[Collected data entries]
[Start of Attachment]
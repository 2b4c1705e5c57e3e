use std::collections::BTreeSet;

use ccpm_core::{Calendar, SchedulerError, Task, TaskId};
use rust_decimal::Decimal;

use crate::dag::longest_path_by_duration;

/// Recomputes the critical chain through a resource-feasible (already
/// leveled) schedule: the longest path weighted by each task's *actual*
/// elapsed workdays (`start_date`..`end_date`) rather than its planned
/// duration, since leveling may have introduced gaps that lengthen some
/// paths more than others. Ties broken by lower terminal task id, per
/// `longest_path_by_duration`.
pub fn compute(tasks: &[Task], calendar: &Calendar) -> Result<Vec<TaskId>, SchedulerError> {
    longest_path_by_duration(tasks, |t| match (t.start_date, t.end_date) {
        (Some(s), Some(e)) => calendar.working_days_between(s, e),
        _ => t.aggressive_duration,
    })
}

/// Sets `is_critical` on every task according to membership in `chain`,
/// clearing it on every task not in the chain.
pub fn mark_critical(tasks: &mut [Task], chain: &[TaskId]) {
    let members: BTreeSet<&TaskId> = chain.iter().collect();
    for task in tasks.iter_mut() {
        task.is_critical = members.contains(&task.id);
    }
}

/// `Σ aggressive_duration` over a chain's aggressive and safe estimates, the
/// input `BufferStrategy` needs.
#[must_use]
pub fn chain_durations(tasks: &[Task], chain: &[TaskId]) -> Vec<(Decimal, Decimal)> {
    chain
        .iter()
        .filter_map(|id| tasks.iter().find(|t| &t.id == id))
        .map(|t| (t.aggressive_duration, t.safe_duration))
        .collect()
}

#[cfg(test)]
mod tests {
    use super::*;
    use ccpm_core::Task;
    use chrono::NaiveDate;
    use rust_decimal_macros::dec;

    fn date(y: i32, m: u32, d: u32) -> NaiveDate {
        NaiveDate::from_ymd_opt(y, m, d).unwrap()
    }

    #[test]
    fn uses_actual_dates_when_present() {
        let calendar = Calendar::new();
        let mut t1 = Task::new("T1").unwrap().durations(dec!(10), dec!(10)).unwrap();
        t1.start_date = Some(date(2025, 4, 1));
        t1.end_date = Some(date(2025, 4, 11));
        let mut t2 = Task::new("T2")
            .unwrap()
            .durations(dec!(5), dec!(5))
            .unwrap()
            .depends_on("T1");
        t2.start_date = Some(date(2025, 4, 11));
        t2.end_date = Some(date(2025, 4, 16));
        let tasks = vec![t1, t2];
        let chain = compute(&tasks, &calendar).unwrap();
        assert_eq!(chain, vec!["T1", "T2"]);
    }

    #[test]
    fn mark_critical_flags_only_chain_members() {
        let mut t1 = Task::new("T1").unwrap().durations(dec!(1), dec!(1)).unwrap();
        let t2 = Task::new("T2").unwrap().durations(dec!(1), dec!(1)).unwrap();
        t1.is_critical = false;
        let mut tasks = vec![t1, t2];
        mark_critical(&mut tasks, &["T1".to_string()]);
        assert!(tasks[0].is_critical);
        assert!(!tasks[1].is_critical);
    }
}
[End of Attachment]
** WORK ORDER **
Each record must be returned in full and exactly.

** EXERCISE ANSWER **
repository 2b4c1705e5c57e3e
use std::collections::BTreeSet;

use ccpm_core::{Calendar, SchedulerError, Task, TaskId};
use rust_decimal::Decimal;

use crate::dag::longest_path_by_duration;

/// Recomputes the critical chain through a resource-feasible (already
/// leveled) schedule: the longest path weighted by each task's *actual*
/// elapsed workdays (`start_date`..`end_date`) rather than its planned
/// duration, since leveling may have introduced gaps that lengthen some
/// paths more than others. Ties broken by lower terminal task id, per
/// `longest_path_by_duration`.
pub fn compute(tasks: &[Task], calendar: &Calendar) -> Result<Vec<TaskId>, SchedulerError> {
    longest_path_by_duration(tasks, |t| match (t.start_date, t.end_date) {
        (Some(s), Some(e)) => calendar.working_days_between(s, e),
        _ => t.aggressive_duration,
    })
}

/// Sets `is_critical` on every task according to membership in `chain`,
/// clearing it on every task not in the chain.
pub fn mark_critical(tasks: &mut [Task], chain: &[TaskId]) {
    let members: BTreeSet<&TaskId> = chain.iter().collect();
    for task in tasks.iter_mut() {
        task.is_critical = members.contains(&task.id);
    }
}

/// `Σ aggressive_duration` over a chain's aggressive and safe estimates, the
/// input `BufferStrategy` needs.
#[must_use]
pub fn chain_durations(tasks: &[Task], chain: &[TaskId]) -> Vec<(Decimal, Decimal)> {
    chain
        .iter()
        .filter_map(|id| tasks.iter().find(|t| &t.id == id))
        .map(|t| (t.aggressive_duration, t.safe_duration))
        .collect()
}

#[cfg(test)]
mod tests {
    use super::*;
    use ccpm_core::Task;
    use chrono::NaiveDate;
    use rust_decimal_macros::dec;

    fn date(y: i32, m: u32, d: u32) -> NaiveDate {
        NaiveDate::from_ymd_opt(y, m, d).unwrap()
    }

    #[test]
    fn uses_actual_dates_when_present() {
        let calendar = Calendar::new();
        let mut t1 = Task::new("T1").unwrap().durations(dec!(10), dec!(10)).unwrap();
        t1.start_date = Some(date(2025, 4, 1));
        t1.end_date = Some(date(2025, 4, 11));
        let mut t2 = Task::new("T2")
            .unwrap()
            .durations(dec!(5), dec!(5))
            .unwrap()
            .depends_on("T1");
        t2.start_date = Some(date(2025, 4, 11));
        t2.end_date = Some(date(2025, 4, 16));
        let tasks = vec![t1, t2];
        let chain = compute(&tasks, &calendar).unwrap();
        assert_eq!(chain, vec!["T1", "T2"]);
    }

    #[test]
    fn mark_critical_flags_only_chain_members() {
        let mut t1 = Task::new("T1").unwrap().durations(dec!(1), dec!(1)).unwrap();
        let t2 = Task::new("T2").unwrap().durations(dec!(1), dec!(1)).unwrap();
        t1.is_critical = false;
        let mut tasks = vec![t1, t2];
        mark_critical(&mut tasks, &["T1".to_string()]);
        assert!(tasks[0].is_critical);
        assert!(!tasks[1].is_critical);
    }
}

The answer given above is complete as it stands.